• Work request
Working from the records below, repeat exactly the lines starting at the line that contains "self.stop_requested.load(Ordering::Acquire)" and ending at the line that contains "assert!(control.is_paused());", inclusive.
====== Excerpted records
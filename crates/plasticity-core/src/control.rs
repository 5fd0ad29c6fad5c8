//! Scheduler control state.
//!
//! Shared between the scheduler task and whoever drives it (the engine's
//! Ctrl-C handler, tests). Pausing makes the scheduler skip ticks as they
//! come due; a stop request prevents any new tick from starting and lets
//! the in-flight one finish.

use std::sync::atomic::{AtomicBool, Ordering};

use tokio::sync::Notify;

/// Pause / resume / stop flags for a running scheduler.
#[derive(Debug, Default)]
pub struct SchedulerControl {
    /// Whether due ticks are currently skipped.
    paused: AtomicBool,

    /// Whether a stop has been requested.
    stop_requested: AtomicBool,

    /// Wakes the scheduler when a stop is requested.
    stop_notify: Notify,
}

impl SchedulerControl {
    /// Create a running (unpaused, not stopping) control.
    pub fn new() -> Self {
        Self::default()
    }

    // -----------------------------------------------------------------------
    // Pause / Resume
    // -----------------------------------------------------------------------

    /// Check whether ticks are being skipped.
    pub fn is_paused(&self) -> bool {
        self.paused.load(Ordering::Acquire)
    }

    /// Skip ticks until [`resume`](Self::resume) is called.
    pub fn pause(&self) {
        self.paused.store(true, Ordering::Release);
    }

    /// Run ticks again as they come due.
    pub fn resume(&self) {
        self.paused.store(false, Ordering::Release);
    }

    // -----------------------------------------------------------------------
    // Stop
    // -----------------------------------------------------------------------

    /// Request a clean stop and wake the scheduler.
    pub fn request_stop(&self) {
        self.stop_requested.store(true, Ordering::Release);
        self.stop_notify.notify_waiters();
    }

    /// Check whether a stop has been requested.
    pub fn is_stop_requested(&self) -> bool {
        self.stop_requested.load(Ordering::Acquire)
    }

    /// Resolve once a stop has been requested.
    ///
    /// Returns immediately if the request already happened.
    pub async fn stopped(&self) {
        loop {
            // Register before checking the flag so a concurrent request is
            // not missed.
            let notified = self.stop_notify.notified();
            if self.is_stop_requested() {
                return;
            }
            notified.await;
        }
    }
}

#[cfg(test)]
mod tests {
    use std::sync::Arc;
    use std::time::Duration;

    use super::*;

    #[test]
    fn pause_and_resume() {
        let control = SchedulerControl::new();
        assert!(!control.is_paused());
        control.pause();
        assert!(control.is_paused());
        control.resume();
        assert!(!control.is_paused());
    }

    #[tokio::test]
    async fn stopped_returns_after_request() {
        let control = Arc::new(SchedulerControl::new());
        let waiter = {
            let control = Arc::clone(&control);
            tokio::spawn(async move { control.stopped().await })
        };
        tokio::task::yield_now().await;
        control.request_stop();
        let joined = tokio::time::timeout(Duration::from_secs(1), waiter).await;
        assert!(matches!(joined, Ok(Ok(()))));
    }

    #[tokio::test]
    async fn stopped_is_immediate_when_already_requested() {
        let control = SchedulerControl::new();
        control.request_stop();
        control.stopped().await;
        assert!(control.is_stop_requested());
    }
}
============
• Reply
        self.stop_requested.load(Ordering::Acquire)
    }

    /// Resolve once a stop has been requested.
    ///
    /// Returns immediately if the request already happened.
    pub async fn stopped(&self) {
        loop {
            // Register before checking the flag so a concurrent request is
            // not missed.
            let notified = self.stop_notify.notified();
            if self.is_stop_requested() {
                return;
            }
            notified.await;
        }
    }
}

#[cfg(test)]
mod tests {
    use std::sync::Arc;
    use std::time::Duration;

    use super::*;

    #[test]
    fn pause_and_resume() {
        let control = SchedulerControl::new();
        assert!(!control.is_paused());
        control.pause();
        assert!(control.is_paused());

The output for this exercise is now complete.